▸ Task instructions:
Every line below that holds the string "ContentHandler" must be copied.

***** Materials provided *****

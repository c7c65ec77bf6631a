//! Content encoding/decoding at the pipeline boundary.
//!
//! Decodes compressed request bodies before they reach the handler chain
//! and re-encodes responses according to the client's Accept-Encoding.
use std::fmt::Debug;

use http::{Request, StatusCode};
use monoio_http::common::body::{BodyEncodeExt, FixedBody};
use service_async::{
    layer::{layer_fn, FactoryLayer},
    MakeService, Service,
};
use veer_core::http::{HttpHandler, ResponseWithContinue};

use super::generate_response;

#[derive(Clone)]
pub struct ContentHandler<H> {
    inner: H,
}

impl<H, CX, B> Service<(Request<B>, CX)> for ContentHandler<H>
where
    H: HttpHandler<CX, B>,
    B: BodyEncodeExt + FixedBody,
    H::Body: BodyEncodeExt + FixedBody,
    B::EncodeDecodeError: Debug,
    <H::Body as BodyEncodeExt>::EncodeDecodeError: Debug,
{
    type Response = ResponseWithContinue<H::Body>;
    type Error = H::Error;

    async fn call(&self, (request, ctx): (Request<B>, CX)) -> Result<Self::Response, Self::Error> {
        let content_encoding = request
            .headers()
            .get(http::header::CONTENT_ENCODING)
            .and_then(|value| value.to_str().ok())
            .unwrap_or("identity")
            .to_string();

        let accept_encoding = request
            .headers()
            .get(http::header::ACCEPT_ENCODING)
            .and_then(|value| value.to_str().ok())
            .and_then(|value| value.split(',').next())
            .unwrap_or("identity")
            .trim()
            .to_string();

        let content_length = request
            .headers()
            .get(http::header::CONTENT_LENGTH)
            .and_then(|value| value.to_str().ok())
            .map(|value| value.parse::<usize>().unwrap_or_default())
            .unwrap_or_default();

        if content_length == 0 || content_encoding == "identity" {
            let (response, _) = self.inner.handle(request, ctx).await?;
            return Ok((response, true));
        }

        let (parts, body) = request.into_parts();
        match body.decode_content(content_encoding).await {
            Ok(decoded) => {
                let req = Request::from_parts(parts, B::fixed_body(Some(decoded)));
                let (mut response, _) = self.inner.handle(req, ctx).await?;
                if accept_encoding != "identity" {
                    let (parts, body) = response.into_parts();
                    match body.encode_content(accept_encoding).await {
                        Ok(encoded) => {
                            response = http::Response::from_parts(
                                parts,
                                H::Body::fixed_body(Some(encoded)),
                            )
                        }
                        Err(e) => {
                            tracing::error!("response content encoding failed: {e:?}");
                            return Ok((
                                generate_response(StatusCode::INTERNAL_SERVER_ERROR, false),
                                true,
                            ));
                        }
                    }
                }
                Ok((response, true))
            }
            Err(e) => {
                tracing::error!("request content decode failed: {e:?}");
                Ok((generate_response(StatusCode::BAD_REQUEST, false), true))
            }
        }
    }
}

impl<F: MakeService> MakeService for ContentHandler<F> {
    type Service = ContentHandler<F::Service>;
    type Error = F::Error;

    fn make_via_ref(&self, old: Option<&Self::Service>) -> Result<Self::Service, Self::Error> {
        Ok(ContentHandler {
            inner: self.inner.make_via_ref(old.map(|o| &o.inner))?,
        })
    }
}

impl<F> ContentHandler<F> {
    pub fn layer<C>() -> impl FactoryLayer<C, F, Factory = Self> {
        layer_fn(|_: &C, inner| Self { inner })
    }
}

*****

▸ Exercise output:
pub struct ContentHandler<H> {
impl<H, CX, B> Service<(Request<B>, CX)> for ContentHandler<H>
impl<F: MakeService> MakeService for ContentHandler<F> {
    type Service = ContentHandler<F::Service>;
        Ok(ContentHandler {
impl<F> ContentHandler<F> {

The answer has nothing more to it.